Abu ʾl-Jaysh Mujāhid ibn ʿAbd Allāh al-ʿĀmirī, surnamed al-Muwaffaḳ (died AD 1044/5 [AH 436]), was the ruler of Dénia and the Balearic Islands from late 1014 (early AH 405) until his death. With the exception of his early and disastrous invasion of Sardinia, his reign was mostly peaceful. His court became a centre of scholarship and literary production and he himself wrote a book about poetry (now lost).

==Origins and rise==
Mujāhid was a ṣaḳlabī, a slave of Slavic origin. His patronymic, Ibn ʿAbd Allāh, does not refer to his actual father. His mother was a captured Christian. He was purchased and converted to Islam by the ḥājib al-Manṣūr, who also had him educated. He may have served as governor of Dénia under al-Manṣūr's sons after 1002. After the death of al-Manṣūr's second son, Sanchuelo, in March 1009, he took control of Dénia. Within a few years he had set up his own rival puppet caliph, al-Muʿayṭī.

==Sardinian expeditions==
In 1015 (AH 406), Mujāhid launched an expedition to conquer the island of Sardinia in the name of the caliph al-Muʿayṭī. He landed with 120 ships and occupied the southern coastal plain, but was defeated by Pisan and Genoese forces. The following year he returned with a large force of cavalry, defeated the army of the judge of Cagliari and fortified the conquered area. He even sent a force to attack Luni on the Italian coast. The chronicler Thietmar of Merseburg wrote that he sent a sack of chestnuts to the pope to illustrate the number of Muslim soldiers he would unleash on Christendom, but that Benedict VIII sent back a sack of millet representing the number of Christian soldiers that would meet them.

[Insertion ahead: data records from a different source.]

use super::snapshot::GeoPoint;
use strum_macros::Display;

/// Kind of competition task flown.
#[derive(Debug, PartialEq, Eq, Clone, Copy, Default, Display)]
pub enum TaskType {
    #[default]
    Racing,
    /// Assigned area task with a minimum task time.
    Aat,
    Gates,
}

impl From<&str> for TaskType {
    fn from(value: &str) -> Self {
        match value.to_lowercase().as_str() {
            "aat" | "assigned_area" => TaskType::Aat,
            "gp" | "gates" => TaskType::Gates,
            _ => TaskType::Racing,
        }
    }
}

/// Altitude reference the start height limit is measured against.
#[derive(Debug, PartialEq, Eq, Clone, Copy, Default, Display)]
pub enum StartHeightRef {
    #[default]
    AboveGround,
    AboveSeaLevel,
}

impl From<&str> for StartHeightRef {
    fn from(value: &str) -> Self {
        match value.to_lowercase().as_str() {
            "msl" | "abovesealevel" => StartHeightRef::AboveSeaLevel,
            _ => StartHeightRef::AboveGround,
        }
    }
}

#[derive(Debug, Display, PartialEq, Eq, Clone, Copy)]
pub enum StartRulesError {
    NegativeValue,
    NonFiniteValue,
}

/// Start sector rules: a speed and a height limit, each with a tolerance margin.
///
/// A limit of zero disables the corresponding check.
#[derive(Debug, Clone, Copy, PartialEq, Default)]
pub struct StartRules {
    radius: f64,
    max_speed: f64,
    max_speed_margin: f64,
    max_height: f64,
    max_height_margin: f64,
    height_ref: StartHeightRef,
}

impl StartRules {
    /// Creates a new set of start rules.
    ///
    /// # Arguments
    /// - `radius`: Distance to the start point (m) within which the rules are enforced.
    /// - `max_speed`, `max_speed_margin`: Speed limit and its tolerance (m/s).
    /// - `max_height`, `max_height_margin`: Height limit and its tolerance (m).
    /// - `height_ref`: Reference of the height limit.
    ///
    /// # Returns
    /// - `Err(StartRulesError)` if any value is negative or not finite.
    pub fn new(
        radius: f64,
        (max_speed, max_speed_margin): (f64, f64),
        (max_height, max_height_margin): (f64, f64),
        height_ref: StartHeightRef,
    ) -> Result<Self, StartRulesError> {
        let values = [radius, max_speed, max_speed_margin, max_height, max_height_margin];
        if values.iter().any(|v| !v.is_finite()) {
            return Err(StartRulesError::NonFiniteValue);
        }
        if values.iter().any(|v| *v < 0.0) {
            return Err(StartRulesError::NegativeValue);
        }
        Ok(Self {
            radius,
            max_speed,
            max_speed_margin,
            max_height,
            max_height_margin,
            height_ref,
        })
    }

    pub fn radius(&self) -> f64 { self.radius }
    pub fn height_ref(&self) -> StartHeightRef { self.height_ref }

    /// Checks `speed` against the speed limit, optionally relaxed by the margin.
    pub fn speed_ok(&self, speed: f64, with_margin: bool) -> bool {
        if self.max_speed <= 0.0 {
            return true;
        }
        let margin = if with_margin { self.max_speed_margin } else { 0.0 };
        speed <= self.max_speed + margin
    }

    /// Checks `height` against the height limit, optionally relaxed by the margin.
    /// An unknown height never violates the limit.
    pub fn height_ok(&self, height: Option<f64>, with_margin: bool) -> bool {
        if self.max_height <= 0.0 {
            return true;
        }
        let Some(h) = height else {
            return true;
        };
        let margin = if with_margin { self.max_height_margin } else { 0.0 };
        h <= self.max_height + margin
    }
}

#[derive(Debug, Clone, Copy, PartialEq, Default)]
pub struct TaskPoint {
    pub location: GeoPoint,
}

impl TaskPoint {
    pub fn new(latitude: f64, longitude: f64) -> Self {
        Self { location: GeoPoint::new(latitude, longitude) }
    }
}

/// Task progress as seen by the flight computer at one tick.
#[derive(Debug, Clone, Default, PartialEq)]
pub struct TaskState {
    pub task_type: TaskType,
    pub points: Vec<TaskPoint>,
    /// Index of the task point currently flown towards.
    pub active: usize,
    /// Set once the route has been re-optimized by the pilot.
    pub route_optimized: bool,
    pub start_rules: StartRules,
}

impl TaskState {
    pub fn is_valid_point(&self, index: usize) -> bool { index < self.points.len() }

    pub fn active_point(&self) -> Option<&TaskPoint> { self.points.get(self.active) }

    pub fn has_active_point(&self) -> bool { self.is_valid_point(self.active) }

    pub fn has_next_point(&self) -> bool { self.is_valid_point(self.active + 1) }

    /// True while flying the first leg, i.e. towards the start with a leg following it.
    pub fn on_first_leg(&self) -> bool { self.active == 0 && self.has_active_point() && self.has_next_point() }
}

In May 1016, the people returned to Sardinia. Mujāhid, facing mutiny among his men, fled by sea. His fleet was devastated in a storm and the remaining ships were picked off by the Pisan and Genoese fleets. His mother and his son and eventual successor ʿAlī were captured, but Mujāhid made it back to Dénia. ʿAlī remained a prisoner for many years.

During Mujāhid's absence in Sardinia and probably informed of his difficulties, al-Muʿayṭī tried to seize actual authority in Dénia for himself. Following his return, Mujāhid sent the caliph into exile in Africa.

==Rule in Dénia==
Mujāhid's rule in Dénia following the dismissal of al-Muʿayṭī is not well recorded. Unusually, few coins of his survive and none in his name that can be dated to between the years AH 407 (1016–17) and 434 (1042–43). Only the years 406 (1015–16) and 435 (1043–44) at the beginning and end of his reign are attested in the surviving dated coinage. He minted dirhams at a mint named "Elota" that remains unidentified.

In AH 410 (1019–20), Mujāhid became co-ruler of the taifa of Valencia alongside Labīb al-Fatā al-Ṣaqlabī. This arrangement only lasted until AH 411 (1020–21), when Labīb was forced to leave Valencia and return to Tortosa. Soon after this, Mujāhid was replaced by ʿAbd al-ʿAzīz ibn Abī ʿĀmir as the ruler of Valencia.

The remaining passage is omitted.